The water element is present in many of my works: paintings of water, underwater..a continuous metamorphosis where, unintentionally, there is a continuous reference to the Serenissima, to its magic and flattery that appear to my eyes as unknown Impossible Creatures: my work, photography of the invisible. It’s the appeal to an “other”world. These are my “fires“ “of Venice, the braziers that, perhaps unknowingly, direct my gestures in painting, my own life, despite the fact that now everything around me says the opposite : “barbaric invasions” of tourists, wave motion, large ships, high water, ecosystem at risk, garbage etc. For this reason, I still wonder: how many and what colors does the “flame” have inside me ? What forms can it take, what beings to represent before succumbing to the entropy that constantly threatens us? Contemporary Art in Venice is concentrated in the Biennale of painting or architecture, the Biennale dance and theater, The Film Festival. Everything else is always very slow and requires a particular effort that is often not repaid both as public and as economic revenue.

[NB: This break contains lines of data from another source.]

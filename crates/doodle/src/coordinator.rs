//! Session coordinator: the single task that owns all lobby state.
//!
//! Connection handlers talk to it through a [`CoordinatorHandle`]. Lobby
//! timers report back through the registry's timer channel. Both feed one
//! `select!` loop, so every mutation runs to completion before the next one
//! starts and no lobby state is ever locked.

use doodle_lobby::{LobbyConfig, LobbyRegistry, LobbySnapshot, TimerEvent};
use doodle_protocol::{ClientEvent, LobbyId, PlayerId, Point, Recipient, ServerEvent};
use tokio::sync::{mpsc, oneshot};

use crate::DoodleError;
use crate::hub::{ChannelHub, EventSender};

/// Commands accepted by the coordinator.
#[derive(Debug)]
pub enum CoordinatorCommand {
    /// A connection opened. Events for it go to `outbound`.
    Connect {
        player: PlayerId,
        outbound: EventSender,
    },

    /// A decoded event from a connection.
    Event { player: PlayerId, event: ClientEvent },

    /// A connection closed.
    Disconnect { player: PlayerId },

    /// Request a copy of a lobby's state.
    Snapshot {
        lobby_id: LobbyId,
        reply: oneshot::Sender<Option<LobbySnapshot>>,
    },
}

/// Handle to a running coordinator. Cheap to clone.
#[derive(Debug, Clone)]
pub struct CoordinatorHandle {
    sender: mpsc::UnboundedSender<CoordinatorCommand>,
}

impl CoordinatorHandle {
    /// Registers a connection and returns the queue its events arrive on.
    pub fn connect(&self, player: PlayerId) -> Result<mpsc::UnboundedReceiver<ServerEvent>, DoodleError> {
        let (outbound, events) = mpsc::unbounded_channel();
        self.send(CoordinatorCommand::Connect { player, outbound })?;
        Ok(events)
    }

    /// Forwards a client event.
    pub fn dispatch(&self, player: PlayerId, event: ClientEvent) -> Result<(), DoodleError> {
        self.send(CoordinatorCommand::Event { player, event })
    }

    /// Reports a closed connection.
    pub fn disconnect(&self, player: PlayerId) -> Result<(), DoodleError> {
        self.send(CoordinatorCommand::Disconnect { player })
    }

    /// Returns a copy of a lobby's state, or `None` if it does not exist.
    pub async fn snapshot(&self, lobby_id: LobbyId) -> Result<Option<LobbySnapshot>, DoodleError> {
        let (reply, response) = oneshot::channel();
        self.send(CoordinatorCommand::Snapshot { lobby_id, reply })?;
        response
            .await
            .map_err(|_| DoodleError::CoordinatorUnavailable)
    }

    fn send(&self, command: CoordinatorCommand) -> Result<(), DoodleError> {
        self.sender
            .send(command)
            .map_err(|_| DoodleError::CoordinatorUnavailable)
    }
}

/// The coordinator actor. Runs inside its own Tokio task.
pub struct SessionCoordinator {
    registry: LobbyRegistry,
    hub: ChannelHub,
    commands: mpsc::UnboundedReceiver<CoordinatorCommand>,
    timers: mpsc::UnboundedReceiver<TimerEvent>,
}

impl SessionCoordinator {
    /// Spawns a coordinator on the current runtime.
    ///
    /// The task stops once every handle has been dropped, taking all lobby
    /// timers down with it.
    pub fn spawn(config: LobbyConfig) -> CoordinatorHandle {
        let (sender, commands) = mpsc::unbounded_channel();
        let (registry, timers) = LobbyRegistry::new(config);
        let coordinator = Self {
            registry,
            hub: ChannelHub::new(),
            commands,
            timers,
        };
        tokio::spawn(coordinator.run());
        CoordinatorHandle { sender }
    }

    async fn run(mut self) {
        tracing::info!("session coordinator started");

        loop {
            tokio::select! {
                command = self.commands.recv() => match command {
                    Some(command) => self.handle_command(command),
                    None => break,
                },
                Some(event) = self.timers.recv() => self.registry.handle_timer(event),
            }
            self.flush();
        }

        tracing::info!(lobbies = self.registry.lobby_count(), "session coordinator stopped");
    }

    fn handle_command(&mut self, command: CoordinatorCommand) {
        match command {
            CoordinatorCommand::Connect { player, outbound } => {
                tracing::debug!(%player, "connection registered");
                self.hub.register(player, outbound);
            }
            CoordinatorCommand::Event { player, event } => self.handle_event(player, event),
            CoordinatorCommand::Disconnect { player } => {
                tracing::debug!(%player, "connection gone");
                self.hub.unregister(player);
                self.registry.leave_lobby(player);
            }
            CoordinatorCommand::Snapshot { lobby_id, reply } => {
                let _ = reply.send(self.registry.snapshot(&lobby_id));
            }
        }
    }

    fn handle_event(&mut self, player: PlayerId, event: ClientEvent) {
        tracing::trace!(%player, lobby_id = %event.lobby_id(), "client event");
        match event {
            ClientEvent::JoinLobby { lobby_id, username } => {
                self.hub.join_channel(&lobby_id, player);
                self.registry.join_lobby(&lobby_id, player, &username);
            }
            ClientEvent::ChooseWord { lobby_id, word } => {
                if let Err(e) = self.registry.choose_word(&lobby_id, player, &word) {
                    tracing::debug!(%player, error = %e, "choose-word dropped");
                }
            }
            ClientEvent::StartDrawing { lobby_id, x, y } => {
                self.relay_stroke(&lobby_id, player, ServerEvent::StartDrawing(Point { x, y }));
            }
            ClientEvent::Drawing { lobby_id, x, y } => {
                self.relay_stroke(&lobby_id, player, ServerEvent::Drawing(Point { x, y }));
            }
            ClientEvent::SendMessage {
                text,
                sender,
                lobby_id,
            } => {
                self.registry.submit_guess(&lobby_id, player, &text, &sender);
            }
        }
    }

    /// Strokes go to everyone else in the lobby, and only from the drawer.
    fn relay_stroke(&self, lobby_id: &LobbyId, player: PlayerId, event: ServerEvent) {
        if !self.registry.is_drawer(lobby_id, player) {
            tracing::debug!(%lobby_id, %player, "stroke from non-drawer dropped");
            return;
        }
        self.hub.publish(lobby_id, Recipient::AllExcept(player), &event);
    }

    /// Publishes everything the registry queued.
    fn flush(&mut self) {
        for outbound in self.registry.take_outbound() {
            self.hub
                .publish(&outbound.lobby_id, outbound.recipient, &outbound.event);
        }
    }
}
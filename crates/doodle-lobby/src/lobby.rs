//! Per-lobby state.

use doodle_protocol::{LobbyId, Player, PlayerId};
use doodle_timer::{Delay, RoundTimer};
use serde::Serialize;

use crate::LobbyPhase;

/// One lobby's mutable state. Owned by the registry, never shared.
#[derive(Debug)]
pub(crate) struct Lobby {
    pub(crate) id: LobbyId,
    /// Join order. Rotation follows this order.
    pub(crate) players: Vec<Player>,
    pub(crate) current_drawer: Option<PlayerId>,
    pub(crate) round_time_remaining: u32,
    pub(crate) secret_word: String,
    pub(crate) phase: LobbyPhase,
    /// Bumped on every round start. Timer events carry the round they were
    /// armed for, so events from a replaced timer can be recognized.
    pub(crate) round: u64,
    pub(crate) timer: RoundTimer,
    pub(crate) pending_rotation: Delay,
}

impl Lobby {
    pub(crate) fn new(id: LobbyId, round_secs: u32) -> Self {
        Self {
            id,
            players: Vec::new(),
            current_drawer: None,
            round_time_remaining: round_secs,
            secret_word: String::new(),
            phase: LobbyPhase::Idle,
            round: 0,
            timer: RoundTimer::idle(),
            pending_rotation: Delay::default(),
        }
    }

    pub(crate) fn contains(&self, player: PlayerId) -> bool {
        self.players.iter().any(|p| p.id == player)
    }

    pub(crate) fn username_taken(&self, username: &str) -> bool {
        self.players.iter().any(|p| p.username == username)
    }

    pub(crate) fn username_of(&self, player: PlayerId) -> Option<&str> {
        self.players
            .iter()
            .find(|p| p.id == player)
            .map(|p| p.username.as_str())
    }

    /// Removes the player if present. Returns `true` if the list changed.
    pub(crate) fn remove_player(&mut self, player: PlayerId) -> bool {
        let before = self.players.len();
        self.players.retain(|p| p.id != player);
        self.players.len() != before
    }

    /// Cancels the round timer and any scheduled rotation.
    pub(crate) fn stop_clocks(&mut self) {
        self.timer.cancel();
        self.pending_rotation.cancel();
    }

    /// Moves to `next` if the state machine allows it.
    pub(crate) fn enter(&mut self, next: LobbyPhase) -> bool {
        if !self.phase.can_transition_to(next) {
            tracing::error!(
                lobby_id = %self.id,
                from = %self.phase,
                to = %next,
                "illegal lobby phase transition refused"
            );
            return false;
        }
        if self.phase != next {
            tracing::debug!(lobby_id = %self.id, from = %self.phase, to = %next, "lobby phase");
        }
        self.phase = next;
        true
    }

    pub(crate) fn snapshot(&self) -> LobbySnapshot {
        LobbySnapshot {
            lobby_id: self.id.clone(),
            players: self.players.clone(),
            current_drawer: self.current_drawer,
            round_time_remaining: self.round_time_remaining,
            secret_word: self.secret_word.clone(),
            phase: self.phase,
            round: self.round,
            timer_running: self.timer.is_running(),
            rotation_pending: self.pending_rotation.is_pending(),
        }
    }
}

/// A point-in-time copy of a lobby, for logging and tests.
///
/// Includes the secret word, so never send it to clients.
#[derive(Debug, Clone, PartialEq, Eq, Serialize)]
pub struct LobbySnapshot {
    pub lobby_id: LobbyId,
    pub players: Vec<Player>,
    pub current_drawer: Option<PlayerId>,
    pub round_time_remaining: u32,
    pub secret_word: String,
    pub phase: LobbyPhase,
    pub round: u64,
    pub timer_running: bool,
    pub rotation_pending: bool,
}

What are your plans for 2021 as an artist? What projects are you working on and planning?
I currently have an exhibition “Empty Eden” at the Casa Gaia Da Camino Museum in Portobuffolè (Tv), which following anti Covid provisions is closed from November 3, 2020 and is not yet open, but will be extended until April 5, 2021 or beyond. I hope that the project at the Fondazione Sandretto Re Rebaudengo in Turin that was planned in 2020, but skipped and postponed due to the pandemic, can take shape, as well as new collaborations with galleries such as Bugno Art Gallery and in other projects in Belgium.